__DATA LISTING__:
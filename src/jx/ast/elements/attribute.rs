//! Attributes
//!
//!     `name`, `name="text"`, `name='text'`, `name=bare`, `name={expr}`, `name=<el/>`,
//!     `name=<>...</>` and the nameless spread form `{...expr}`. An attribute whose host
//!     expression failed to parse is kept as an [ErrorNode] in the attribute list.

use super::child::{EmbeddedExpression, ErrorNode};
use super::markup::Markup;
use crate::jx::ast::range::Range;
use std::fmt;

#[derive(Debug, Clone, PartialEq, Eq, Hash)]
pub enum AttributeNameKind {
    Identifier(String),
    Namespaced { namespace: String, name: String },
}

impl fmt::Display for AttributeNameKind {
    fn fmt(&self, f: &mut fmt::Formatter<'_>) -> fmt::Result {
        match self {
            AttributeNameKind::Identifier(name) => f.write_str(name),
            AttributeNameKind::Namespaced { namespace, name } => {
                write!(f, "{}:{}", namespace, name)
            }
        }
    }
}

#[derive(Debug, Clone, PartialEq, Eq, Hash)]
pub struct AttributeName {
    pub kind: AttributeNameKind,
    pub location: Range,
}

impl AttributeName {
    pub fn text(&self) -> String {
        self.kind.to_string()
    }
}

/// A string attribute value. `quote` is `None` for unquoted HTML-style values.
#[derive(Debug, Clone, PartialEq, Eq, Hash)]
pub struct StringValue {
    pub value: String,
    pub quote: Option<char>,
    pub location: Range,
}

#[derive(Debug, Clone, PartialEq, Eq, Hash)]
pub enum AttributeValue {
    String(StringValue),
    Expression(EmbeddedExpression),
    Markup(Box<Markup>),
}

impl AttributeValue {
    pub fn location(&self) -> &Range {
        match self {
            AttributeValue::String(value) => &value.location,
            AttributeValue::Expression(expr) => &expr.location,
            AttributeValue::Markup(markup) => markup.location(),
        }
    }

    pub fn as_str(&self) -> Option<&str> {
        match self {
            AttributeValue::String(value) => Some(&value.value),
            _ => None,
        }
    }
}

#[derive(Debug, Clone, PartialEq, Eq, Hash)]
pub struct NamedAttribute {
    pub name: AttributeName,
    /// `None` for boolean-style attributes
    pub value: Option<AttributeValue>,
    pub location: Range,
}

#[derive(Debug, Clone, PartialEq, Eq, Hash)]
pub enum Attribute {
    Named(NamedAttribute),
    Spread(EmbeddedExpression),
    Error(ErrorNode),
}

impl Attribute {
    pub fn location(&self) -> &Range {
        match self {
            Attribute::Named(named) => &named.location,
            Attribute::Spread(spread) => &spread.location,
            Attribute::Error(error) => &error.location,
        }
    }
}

__BRIEF__: Output the full listing exactly as it stands.

__ANSWER FOR THE TASK__:
filename src/jx/ast/elements/attribute.rs
//! Attributes
//!
//!     `name`, `name="text"`, `name='text'`, `name=bare`, `name={expr}`, `name=<el/>`,
//!     `name=<>...</>` and the nameless spread form `{...expr}`. An attribute whose host
//!     expression failed to parse is kept as an [ErrorNode] in the attribute list.

use super::child::{EmbeddedExpression, ErrorNode};
use super::markup::Markup;
use crate::jx::ast::range::Range;
use std::fmt;

#[derive(Debug, Clone, PartialEq, Eq, Hash)]
pub enum AttributeNameKind {
    Identifier(String),
    Namespaced { namespace: String, name: String },
}

impl fmt::Display for AttributeNameKind {
    fn fmt(&self, f: &mut fmt::Formatter<'_>) -> fmt::Result {
        match self {
            AttributeNameKind::Identifier(name) => f.write_str(name),
            AttributeNameKind::Namespaced { namespace, name } => {
                write!(f, "{}:{}", namespace, name)
            }
        }
    }
}

#[derive(Debug, Clone, PartialEq, Eq, Hash)]
pub struct AttributeName {
    pub kind: AttributeNameKind,
    pub location: Range,
}

impl AttributeName {
    pub fn text(&self) -> String {
        self.kind.to_string()
    }
}

/// A string attribute value. `quote` is `None` for unquoted HTML-style values.
#[derive(Debug, Clone, PartialEq, Eq, Hash)]
pub struct StringValue {
    pub value: String,
    pub quote: Option<char>,
    pub location: Range,
}

#[derive(Debug, Clone, PartialEq, Eq, Hash)]
pub enum AttributeValue {
    String(StringValue),
    Expression(EmbeddedExpression),
    Markup(Box<Markup>),
}

impl AttributeValue {
    pub fn location(&self) -> &Range {
        match self {
            AttributeValue::String(value) => &value.location,
            AttributeValue::Expression(expr) => &expr.location,
            AttributeValue::Markup(markup) => markup.location(),
        }
    }

    pub fn as_str(&self) -> Option<&str> {
        match self {
            AttributeValue::String(value) => Some(&value.value),
            _ => None,
        }
    }
}

#[derive(Debug, Clone, PartialEq, Eq, Hash)]
pub struct NamedAttribute {
    pub name: AttributeName,
    /// `None` for boolean-style attributes
    pub value: Option<AttributeValue>,
    pub location: Range,
}

#[derive(Debug, Clone, PartialEq, Eq, Hash)]
pub enum Attribute {
    Named(NamedAttribute),
    Spread(EmbeddedExpression),
    Error(ErrorNode),
}

impl Attribute {
    pub fn location(&self) -> &Range {
        match self {
            Attribute::Named(named) => &named.location,
            Attribute::Spread(spread) => &spread.location,
            Attribute::Error(error) => &error.location,
        }
    }
}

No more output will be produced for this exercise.